The account of Jesus’s life by Mark (the Gospel of Mark) is accepted by most Christian and non-Christian scholars as the earliest account of Jesus’ life. If the account of Mark is found to be reliable even so, then would the other gospel accounts by Matthew and Luke be. (90% of what is written in Mark is written in Matthew and 60% of Mark is written in Luke. Matthew has 44% and Luke 58% material in common that is not found in Mark)

There are however three important objections to the reliability of Mark’s account to consider I. Was he a reliable witness to tell the story, close enough to Christ, and willing to tell the truth? Or was he trying to make a Jewish peasant into the Son of God? II. Is the transmission from what Mark wrote to the Greek manuscripts reliable? Important to know that Mark’s original documents are not available. Was it perhaps changed, even corrupted? III. Is the translation from the original Greek manuscripts to today’s New Testament reliable or in some texts changed to what Christians want it to say?

We will discuss each of these objections and start with the most important.

On the reliability of the New Testament manuscripts see – ‘The Resurrection of Christ’

I. The Objection of Unreliable Testimony.

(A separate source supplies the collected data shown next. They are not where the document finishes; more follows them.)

use std::any::Any;
use std::collections::HashMap;
use std::fmt;
use std::sync::Arc;

use parking_lot::RwLock;

use crate::container::{ContainerError, PayloadReader, PayloadWriter};

/// Base class every loadable resource type derives from.
pub const RESOURCE_BASE_TYPE: &str = "Resource";

/// A serialized object instance living inside a container.
///
/// Implementations read and write their payload against the container's
/// resolved-reference table: names, properties and imports are referenced
/// by table index, never inline.
pub trait Resource: Any + Send + Sync {
    /// Class name of this object, as registered in the [`TypeRegistry`].
    fn type_name(&self) -> &str;

    /// Serializes the object payload.
    fn write_binary(&self, writer: &mut PayloadWriter<'_>) -> Result<(), ContainerError>;

    /// Deserializes the object payload.
    fn read_binary(&mut self, reader: &mut PayloadReader<'_>) -> Result<(), ContainerError>;

    /// Called once after every object of the container has been
    /// deserialized, in export table order.
    fn post_load(&mut self) {}

    /// Downcast support.
    fn as_any(&self) -> &dyn Any;

    /// Downcast support.
    fn as_any_mut(&mut self) -> &mut dyn Any;
}

impl dyn Resource {
    /// Returns a reference to the concrete type, if it matches.
    pub fn downcast_ref<T: Resource>(&self) -> Option<&T> {
        self.as_any().downcast_ref::<T>()
    }

    /// Returns a mutable reference to the concrete type, if it matches.
    pub fn downcast_mut<T: Resource>(&mut self) -> Option<&mut T> {
        self.as_any_mut().downcast_mut::<T>()
    }
}

/// A property recorded on a registered type.
#[derive(Debug)]
pub struct PropertyDescriptor {
    name: Arc<str>,
}

impl PropertyDescriptor {
    /// Creates a property descriptor.
    pub fn new(name: impl AsRef<str>) -> Self {
        Self {
            name: name.as_ref().into(),
        }
    }

    /// Property name.
    pub fn name(&self) -> &str {
        &self.name
    }
}

/// Shared handle to a resolved property.
pub type PropertyHandle = Arc<PropertyDescriptor>;

/// Description of a constructible (or abstract) type known to the
/// reflection service.
pub struct TypeDescriptor {
    name: Arc<str>,
    base: Option<TypeHandle>,
    is_abstract: bool,
    extension: Option<Arc<str>>,
    factory: Option<fn() -> Box<dyn Resource>>,
    properties: Vec<PropertyHandle>,
}

impl TypeDescriptor {
    /// Starts a descriptor for a concrete type with a default-instance
    /// factory.
    pub fn new(name: impl AsRef<str>, factory: fn() -> Box<dyn Resource>) -> Self {
        Self {
            name: name.as_ref().into(),
            base: None,
            is_abstract: false,
            extension: None,
            factory: Some(factory),
            properties: Vec::new(),
        }
    }

    /// Starts a descriptor for an abstract type. Abstract types can appear
    /// in containers as bases and import classes but are never constructed.
    pub fn new_abstract(name: impl AsRef<str>) -> Self {
        Self {
            name: name.as_ref().into(),
            base: None,
            is_abstract: true,
            extension: None,
            factory: None,
            properties: Vec::new(),
        }
    }

    /// Declares a property on the type.
    #[must_use]
    pub fn with_property(mut self, name: impl AsRef<str>) -> Self {
        self.properties.push(Arc::new(PropertyDescriptor::new(name)));
        self
    }

    /// Declares the file extension cooked artifacts of this class use.
    #[must_use]
    pub fn with_extension(mut self, extension: impl AsRef<str>) -> Self {
        self.extension = Some(extension.as_ref().into());
        self
    }

    /// Type name.
    pub fn name(&self) -> &str {
        &self.name
    }

    /// True when the type cannot be constructed.
    pub fn is_abstract(&self) -> bool {
        self.is_abstract
    }

    /// Cooked-artifact file extension, if the class declares one.
    pub fn extension(&self) -> Option<&str> {
        self.extension.as_deref()
    }

    /// Walks the base chain looking for `base_name`.
    pub fn is_a(&self, base_name: &str) -> bool {
        if &*self.name == base_name {
            return true;
        }
        let mut current = self.base.as_ref();
        while let Some(base) = current {
            if base.name() == base_name {
                return true;
            }
            current = base.base.as_ref();
        }
        false
    }

    /// Constructs a default instance, or `None` for abstract types.
    pub fn create(&self) -> Option<Box<dyn Resource>> {
        self.factory.map(|factory| factory())
    }

    /// Looks up a property declared on this type or any of its bases.
    pub fn find_property(&self, name: &str) -> Option<PropertyHandle> {
        if let Some(property) = self.properties.iter().find(|p| p.name() == name) {
            return Some(property.clone());
        }
        self.base.as_ref().and_then(|base| base.find_property(name))
    }
}

impl fmt::Debug for TypeDescriptor {
    fn fmt(&self, f: &mut fmt::Formatter<'_>) -> fmt::Result {
        f.debug_struct("TypeDescriptor")
            .field("name", &self.name)
            .field("abstract", &self.is_abstract)
            .finish()
    }
}

/// Shared handle to a resolved type.
pub type TypeHandle = Arc<TypeDescriptor>;

/// Explicitly constructed type reflection service.
///
/// Owned by the process bootstrap and passed by reference into the loader,
/// cooker and tracker instead of being reachable through ambient global
/// state.
pub struct TypeRegistry {
    types: RwLock<HashMap<Arc<str>, TypeHandle>>,
}

impl TypeRegistry {
    /// Creates a registry pre-seeded with the abstract resource base type
    /// and the built-in cook metadata record.
    pub fn new() -> Self {
        let registry = Self {
            types: RwLock::new(HashMap::new()),
        };
        registry.register(TypeDescriptor::new_abstract(RESOURCE_BASE_TYPE));
        registry.register_resource(TypeDescriptor::new(
            crate::container::COOK_METADATA_TYPE,
            || Box::new(crate::container::CookMetadata::default()),
        ));
        registry
    }

    /// Registers a type without a base class.
    pub fn register(&self, descriptor: TypeDescriptor) -> TypeHandle {
        let handle: TypeHandle = Arc::new(descriptor);
        self.types
            .write()
            .insert(handle.name.clone(), handle.clone());
        handle
    }

    /// Registers a type deriving from `base`, which must already be
    /// registered.
    pub fn register_with_base(
        &self,
        mut descriptor: TypeDescriptor,
        base: &str,
    ) -> Option<TypeHandle> {
        let base = self.find_type(base)?;
        descriptor.base = Some(base);
        Some(self.register(descriptor))
    }

    /// Registers a concrete resource type deriving from the resource base.
    pub fn register_resource(&self, descriptor: TypeDescriptor) -> TypeHandle {
        self.register_with_base(descriptor, RESOURCE_BASE_TYPE)
            .expect("resource base type is always registered")
    }

    /// Resolves a type name to a live handle. Unknown names resolve to
    /// `None`; the caller decides whether that degrades or fails.
    pub fn find_type(&self, name: &str) -> Option<TypeHandle> {
        self.types.read().get(name).cloned()
    }
}

impl Default for TypeRegistry {
    fn default() -> Self {
        Self::new()
    }
}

  1. Mark was not with Jesus, he was a post-resurrection person. Response: From scriptural/Biblical as well as second-century evidence it is evident that Mark was associated with Peter while in Rome as Peter’s interpreter. Bishop Papias of Hierapolis (60-130AD) claimed that Mark wrote the Gospel in Rome as he scribed the preaching of Peter.
  2. Jesus was a legend. Response: Experts date the writing of Mark to be around 60 A.D., within 25 to 30 years after the crucifixion, making it most probably the oldest Gospel written. Thus, written much too early to create a legend. Legends are not created within the lifetime of the acquaintances of the supposed legend – created facts and stories are too easy to be exposed as untrue. Records of the life of Alexander the Great was between written 400 and 450 years after the events yet they are given the benefit of the doubt as factually correct.  
  3. Controversial stories of Jesus Christ vs the Pharisees were invented to dissolve debates and written later into the story of Jesus Christ. Response: The issues in the New Testament church were not solved by the sayings of Jesus. If the story of Jesus in the gospel were made up, Paul and others would have solved it by saying ‘Jesus said’ but Jesus is almost never cited to solve controversy except with The Last Supper in 1 Corinthians 11.
  4. Teachings like the Sermon on the Mount were invented to provide instructions to new Christians. Response: The is no Biblical or extra-Biblical evidence for this statement and accepted widely as the word spoken by Jesus.
  5. Miracles were invented as apologetic material. Response: see The Resurrection of Jesus. If the resurrection happened, then miracles can happen.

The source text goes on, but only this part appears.